I spent a good deal of time playing with cars, right now I just have a 240Z and a beater.

I would love to have a 1999 FRC C5, which means fixed roof coupe (hardtop), which the Z06 later replaced. I'm a budget minded person, I put out 411 RWHP with my 94 Z28 on about $2260 in mods, naturally aspirated, tuned it myself.

Right now though I just would like to put a 5 liter V8 in my 240, a roll cage, few various mods and keep it relatively budget minded. I should lose about 40# and gain some weight distribution (49/51) with the 5 liter ford, the straight 6 is very long and a very heavy block for its mere 2.8L displacement. I should come in around 2280# not counting a cage, and no fiberglass part swaps.


----------



## PreMier (Feb 10, 2004)

Isnt the 240z able to be built into a Sylvia or something?


----------



## Mudge (Feb 10, 2004)

It was known as the Fairlady, the Sylvia is the 240SX. The American 240SX comes with a KA24 single or dual cam, and the "JDE" version came with the SR20DET.

The Fairlady came with a 2 liter instead of 2.4L straight 6, I have a later F54 block, 2.8L engine in mine from a 1982 car.


----------



## Randy (Feb 10, 2004)

Well I know this thread states "Car", but for me it would be a truck all the way.  

If I had 35 grand to blow myself I would probably buy a Dodge Cummings Diesel 4 x 4  4door Truck....  Ohhhhh yeahhhhhh 

Why?  Well I love trucks and Cummings Diesel motors are awsome.  They generally will outlast the truck.... Get more miles out of a good diesel motor than gas...  Produces excellent torque and good on gas too .    It's nice to dream....   Well I'll probably end up settling for a Ford F150 though, but that's ok too.


----------



## supertech (Feb 11, 2004)

I like the Mazda RX-8


----------



## maddog1 (Feb 11, 2004)

35K really isn't that much, maybe some of you guys are just starting out or are still in college??  Once you are woking for awhile, it will be easy to get what you want, though I wouldn't spend more than I was comfortable with.
Lex GS 430 once the current car hits 100K miles.


----------



## kuso (Feb 11, 2004)

http://page5.auctions.yahoo.co.jp/jp/auction/e34785682

I`d buy that car and spend the rest restoring it.


----------



## Burner02 (Feb 11, 2004)

> _*Originally posted by Randy *_
> Well I know this thread states "Car", but for me it would be a truck all the way.
> 
> If I had 35 grand to blow myself I would probably buy a Dodge Cummings Diesel 4 x 4  4door Truck....  Ohhhhh yeahhhhhh
> ...


for a cummings? Better bring more $$!

for the 3 cars listed, I"d get the EVO.


----------



## naturaltan (Feb 11, 2004)

I'm with Mudge and Kuso ... buy an older car and restore it ... well hot rod it.  A 57 Chevy would do just nice thank you.  

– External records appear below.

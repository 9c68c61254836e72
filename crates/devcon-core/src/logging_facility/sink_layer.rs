//! Bridge from `tracing` events to a console log sink
//!
//! Debug and info events from the console's own crates are bookkeeping and
//! are not captured; their warnings and errors are.
//!
//! Severity comes from the event level (`ERROR` → Error, `WARN` → Warning,
//! everything else → Log) unless the event carries an explicit `severity`
//! field:
//!
//! ```
//! # use std::sync::Arc;
//! # use devcon_core::log_sink::LogSink;
//! # use devcon_core::logging_facility::SinkLayer;
//! # use tracing_subscriber::layer::SubscriberExt;
//! let sink = Arc::new(LogSink::new());
//! let subscriber = tracing_subscriber::registry().with(SinkLayer::new(sink.clone()));
//! tracing::subscriber::with_default(subscriber, || {
//!     tracing::error!(severity = "exception", context = "at Player.Update()", "null ref");
//! });
//! assert_eq!(sink.entries()[0].text, "null ref\nat Player.Update()");
//! ```

use std::sync::Arc;

use devcon_core_types::schema::{
    is_console_target, FIELD_CONTEXT, FIELD_MESSAGE, FIELD_SEVERITY, STRUCTURAL_FIELDS,
};
use devcon_core_types::Severity;
use tracing::{Level, Metadata, Subscriber};
use tracing_subscriber::layer::Context;
use tracing_subscriber::registry::LookupSpan;
use tracing_subscriber::Layer;

use super::visitor::FieldVisitor;
use crate::log_sink::LogSink;

/// Layer that ingests every event it sees into a [`LogSink`]
#[derive(Debug, Clone)]
pub struct SinkLayer {
    sink: Arc<LogSink>,
}

impl SinkLayer {
    pub fn new(sink: Arc<LogSink>) -> Self {
        Self { sink }
    }
}

/// Default severity for a `tracing` level
pub fn severity_for_level(level: &Level) -> Severity {
    match *level {
        Level::ERROR => Severity::Error,
        Level::WARN => Severity::Warning,
        _ => Severity::Log,
    }
}

fn is_bookkeeping(metadata: &Metadata<'_>) -> bool {
    *metadata.level() > Level::WARN && is_console_target(metadata.target())
}

fn render_message(visitor: &FieldVisitor) -> String {
    let mut text = visitor.get(FIELD_MESSAGE).unwrap_or_default().to_string();
    for (key, value) in &visitor.fields {
        if STRUCTURAL_FIELDS.contains(&key.as_str()) {
            continue;
        }
        if !text.is_empty() {
            text.push(' ');
        }
        text.push_str(key);
        text.push('=');
        text.push_str(value);
    }
    text
}

impl<S> Layer<S> for SinkLayer
where
    S: Subscriber + for<'a> LookupSpan<'a>,
{
    fn on_event(&self, event: &tracing::Event<'_>, _ctx: Context<'_, S>) {
        if is_bookkeeping(event.metadata()) {
            return;
        }

        let mut visitor = FieldVisitor::new();
        event.record(&mut visitor);

        let severity = visitor
            .get(FIELD_SEVERITY)
            .and_then(|s| s.parse::<Severity>().ok())
            .unwrap_or_else(|| severity_for_level(event.metadata().level()));
        let message = render_message(&visitor);

        self.sink
            .ingest_with_context(severity, &message, visitor.get(FIELD_CONTEXT));
    }
}
//! devcon core - embeddable developer console
//!
//! This crate provides the parts of the console with real logic:
//! - A command catalog with first-wins lookup
//! - An input parser for `@name arg...` lines
//! - A dispatcher fanning matched commands out to subscribers
//! - A thread-safe log sink with a pending-updates flag, fed by `tracing`
//!
//! Rendering and catalog files live in other crates; this one only exposes
//! state for them to read and the `submit` entry point.

pub mod catalog;
pub mod config;
pub mod dispatcher;
pub mod errors;
pub mod log_sink;
pub mod logging_facility;
pub mod manager;
pub mod model;
pub mod parser;

// Re-export commonly used types
pub use catalog::{CatalogSink, CatalogSource, CommandCatalog};
pub use config::ConsoleConfig;
pub use devcon_core_types::{schema, Severity, Style};
pub use dispatcher::{DispatchedCommand, Dispatcher, SubmitOutcome, SubscriptionId};
pub use errors::{ConsoleError, ExError, ExErrorKind, Result};
pub use log_sink::LogSink;
pub use manager::CommandManager;
pub use model::{Command, LogEntry};
pub use parser::{parse, ParseOutcome, ParsedInvocation};
use std::path::{Path, PathBuf};

use devcon_core::{CatalogSink, CatalogSource, CommandCatalog, Result};

use super::parser::parse_catalog_file;
use super::writer::save_catalog_file;

/// A catalog stored in a single file
///
/// The format follows the file extension (`.xml`, `.yaml`/`.yml`, `.json`).
#[derive(Debug, Clone, PartialEq, Eq)]
pub struct FileCatalog {
    path: PathBuf,
}

impl FileCatalog {
    pub fn new(path: impl Into<PathBuf>) -> Self {
        Self { path: path.into() }
    }

    pub fn path(&self) -> &Path {
        &self.path
    }
}

impl CatalogSource for FileCatalog {
    fn describe(&self) -> String {
        self.path.display().to_string()
    }

    fn load(&self) -> Result<CommandCatalog> {
        parse_catalog_file(&self.path)
    }
}

impl CatalogSink for FileCatalog {
    fn save(&self, catalog: &CommandCatalog) -> Result<()> {
        save_catalog_file(catalog, &self.path)
    }
}
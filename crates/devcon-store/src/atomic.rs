//! Atomic write primitives
//!
//! Uses temp→rename pattern to ensure no partial writes

use std::ffi::OsString;
use std::fs;
use std::path::{Path, PathBuf};

use crate::errors::{io_error, Result};

fn temp_path_for(target_path: &Path) -> PathBuf {
    let mut name = target_path
        .file_name()
        .map(OsString::from)
        .unwrap_or_default();
    name.push(".tmp");
    target_path.with_file_name(name)
}

/// Atomically write bytes to a file
///
/// Uses temp file + rename to ensure atomic write
pub fn atomic_write(target_path: &Path, content: &[u8]) -> Result<()> {
    // Create parent directory if it doesn't exist
    if let Some(parent) = target_path.parent().filter(|p| !p.as_os_str().is_empty()) {
        fs::create_dir_all(parent).map_err(|e| io_error("create_catalog_dir", e))?;
    }

    // Create temp file next to the target so the rename stays on one filesystem
    let temp_path = temp_path_for(target_path);

    fs::write(&temp_path, content).map_err(|e| io_error("write_catalog_temp", e))?;

    if let Err(e) = fs::rename(&temp_path, target_path) {
        fs::remove_file(&temp_path).ok();
        return Err(io_error("rename_catalog_temp", e));
    }

    Ok(())
}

Either that or take the 35K and prostreet my 52 dodge truck - turning it into one mean machine.

Don't know that I could ever see myself buying a luxury car ... 

Mudge ... you're getting 411hp out of an engine for $2260 worth of mods???


----------



## Burner02 (Feb 11, 2004)

> _*Originally posted by naturaltan *_
> I'm with Mudge and Kuso ... buy an older car and restore it ... well hot rod it.  A 57 Chevy would do just nice thank you.
> 
> Either that or take the 35K and prostreet my 52 dodge truck - turning it into one mean machine.
> ...


it's called a BIG bottle of NOs!!


----------



## JLB001 (Feb 11, 2004)

I'd take the 350Z and then maybe save what is left over.


----------



## naturaltan (Feb 11, 2004)

> _*Originally posted by Burner02 *_
> it's called a BIG bottle of NOs!!



 ... I was thinking the same thing.


----------



## Burner02 (Feb 11, 2004)

> _*Originally posted by JLB001 *_
> I'd take the 350Z and then maybe save what is left over.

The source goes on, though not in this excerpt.